Items listed in a dataset:
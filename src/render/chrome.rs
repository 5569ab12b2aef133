//! Embedding into pages of a real Chromium, driven over the DevTools protocol.

use chromiumoxide::browser::Browser;
use chromiumoxide::cdp::browser_protocol::emulation::{
    ClearDeviceMetricsOverrideParams, ScreenOrientation, ScreenOrientationType,
    SetDeviceMetricsOverrideParams, SetTouchEmulationEnabledParams,
};
use chromiumoxide::cdp::browser_protocol::page::{
    AddScriptToEvaluateOnNewDocumentParams, RemoveScriptToEvaluateOnNewDocumentParams,
    ScriptIdentifier,
};
use chromiumoxide::page::Page;
use futures::StreamExt;
use tokio::task::JoinHandle;

use crate::config::ChromeConfig;
use crate::embed::Embedding;
use crate::error::{Result, ViewframeError};
use crate::js::{ReportedViewport, REPORTED_VIEWPORT_PROBE};
use crate::render::{EmbeddedContext, Embedder};
use crate::script::OverrideScript;
use crate::viewport::{SimulatedViewport, ViewportBand};

/// Opens one browser page per embedded frame.
pub struct ChromeEmbedder {
    browser: Browser,
    handler: JoinHandle<()>,
    emulate_device_metrics: bool,
}

impl ChromeEmbedder {
    /// Launches a new Chromium as configured and drives its connection in the
    /// background.
    pub async fn launch(config: &ChromeConfig) -> Result<Self> {
        let (browser, handler) = Browser::launch(config.browser_config()?).await?;
        tracing::info!(headless = config.is_headless(), "launched chromium");
        Ok(Self::from_parts(browser, handler, config.emulate_device_metrics()))
    }

    /// Attaches to an already running Chromium via its debug websocket.
    pub async fn connect(debug_ws_url: impl Into<String>, config: &ChromeConfig) -> Result<Self> {
        let (browser, handler) = Browser::connect(debug_ws_url).await?;
        Ok(Self::from_parts(browser, handler, config.emulate_device_metrics()))
    }

    fn from_parts(
        browser: Browser,
        mut handler: chromiumoxide::handler::Handler,
        emulate_device_metrics: bool,
    ) -> Self {
        let handler = tokio::spawn(async move {
            while let Some(event) = handler.next().await {
                if let Err(err) = event {
                    tracing::warn!(%err, "chromium connection closed");
                    break;
                }
            }
        });
        Self {
            browser,
            handler,
            emulate_device_metrics,
        }
    }

    pub fn browser(&self) -> &Browser {
        &self.browser
    }

    /// Closes the browser and waits for the process and connection to end.
    pub async fn close(mut self) -> Result<()> {
        self.browser.close().await?;
        self.browser.wait().await?;
        if let Err(err) = self.handler.await {
            tracing::debug!(%err, "chromium handler task ended abnormally");
        }
        Ok(())
    }
}

impl Embedder for ChromeEmbedder {
    type Context = ChromeContext;

    async fn embed(&self, embedding: &Embedding, script: &OverrideScript) -> Result<ChromeContext> {
        let page = self.browser.new_page("about:blank").await?;
        let prepared = prepare(&page, embedding.viewport(), script, self.emulate_device_metrics).await;
        match prepared {
            Ok(script) => Ok(ChromeContext {
                page,
                script,
                url: embedding.url().to_string(),
                emulated: self.emulate_device_metrics,
            }),
            Err(err) => {
                if let Err(close_err) = page.close().await {
                    tracing::debug!(%close_err, "failed to close page after setup error");
                }
                Err(err)
            }
        }
    }
}

/// Emulates the device metrics and registers the override for every new
/// document of `page`.
async fn prepare(
    page: &Page,
    viewport: &SimulatedViewport,
    script: &OverrideScript,
    emulate_device_metrics: bool,
) -> Result<ScriptIdentifier> {
    if emulate_device_metrics {
        page.execute(device_metrics(viewport)?).await?;
        if viewport.band() == ViewportBand::Mobile {
            page.execute(SetTouchEmulationEnabledParams::new(true)).await?;
        }
    }
    let added = page
        .execute(AddScriptToEvaluateOnNewDocumentParams::new(script.source()))
        .await?;
    Ok(added.result.identifier)
}

/// `Emulation.setDeviceMetricsOverride` for a simulated viewport.
pub fn device_metrics(viewport: &SimulatedViewport) -> Result<SetDeviceMetricsOverrideParams> {
    let orientation = if viewport.width() > viewport.height() {
        ScreenOrientation::new(ScreenOrientationType::LandscapePrimary, 90)
    } else {
        ScreenOrientation::new(ScreenOrientationType::PortraitPrimary, 0)
    };
    SetDeviceMetricsOverrideParams::builder()
        .width(viewport.width())
        .height(viewport.height())
        .screen_width(viewport.width())
        .screen_height(viewport.height())
        .device_scale_factor(1.)
        .mobile(viewport.band() == ViewportBand::Mobile)
        .screen_orientation(orientation)
        .build()
        .map_err(ViewframeError::Config)
}

/// A page of the browser showing one frame.
#[derive(Debug)]
pub struct ChromeContext {
    page: Page,
    script: ScriptIdentifier,
    url: String,
    emulated: bool,
}

impl ChromeContext {
    pub fn page(&self) -> &Page {
        &self.page
    }
}

impl EmbeddedContext for ChromeContext {
    async fn load(&mut self) -> Result<()> {
        self.page.goto(self.url.as_str()).await?;
        tracing::debug!(url = %self.url, "navigated embedded page");
        Ok(())
    }

    async fn reported_viewport(&self) -> Result<ReportedViewport> {
        let value = self.page.evaluate(REPORTED_VIEWPORT_PROBE).await?;
        Ok(value.into_value()?)
    }

    /// Reverts the override in the current document and stops it from being
    /// installed into future ones.
    async fn restore(&mut self) -> Result<bool> {
        self.page
            .execute(RemoveScriptToEvaluateOnNewDocumentParams::new(
                self.script.clone(),
            ))
            .await?;
        if self.emulated {
            self.page
                .execute(ClearDeviceMetricsOverrideParams::default())
                .await?;
            self.emulated = false;
        }
        let restored = self
            .page
            .evaluate(OverrideScript::restore_expression())
            .await?;
        Ok(restored.into_value()?)
    }

    async fn close(self) -> Result<()> {
        self.page.close().await?;
        Ok(())
    }
}

#[cfg(test)]
mod tests {
    use super::*;

    #[test]
    fn device_metrics_for_phone() {
        let params = device_metrics(&SimulatedViewport::new(393, 852).unwrap()).unwrap();
        assert_eq!((params.width, params.height), (393, 852));
        assert!(params.mobile);
        assert_eq!(
            params.screen_orientation.unwrap().r#type,
            ScreenOrientationType::PortraitPrimary
        );
    }

    #[test]
    fn device_metrics_for_desktop() {
        let params = device_metrics(&SimulatedViewport::new(1920, 1080).unwrap()).unwrap();
        assert!(!params.mobile);
        assert_eq!(params.device_scale_factor, 1.);
        assert_eq!(params.screen_orientation.unwrap().angle, 90);
    }
}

Task item: Which of the lines above hold the string "execute"? Pick each of them out.

Solution to this exercise:
        page.execute(device_metrics(viewport)?).await?;
            page.execute(SetTouchEmulationEnabledParams::new(true)).await?;
        .execute(AddScriptToEvaluateOnNewDocumentParams::new(script.source()))
            .execute(RemoveScriptToEvaluateOnNewDocumentParams::new(
                .execute(ClearDeviceMetricsOverrideParams::default())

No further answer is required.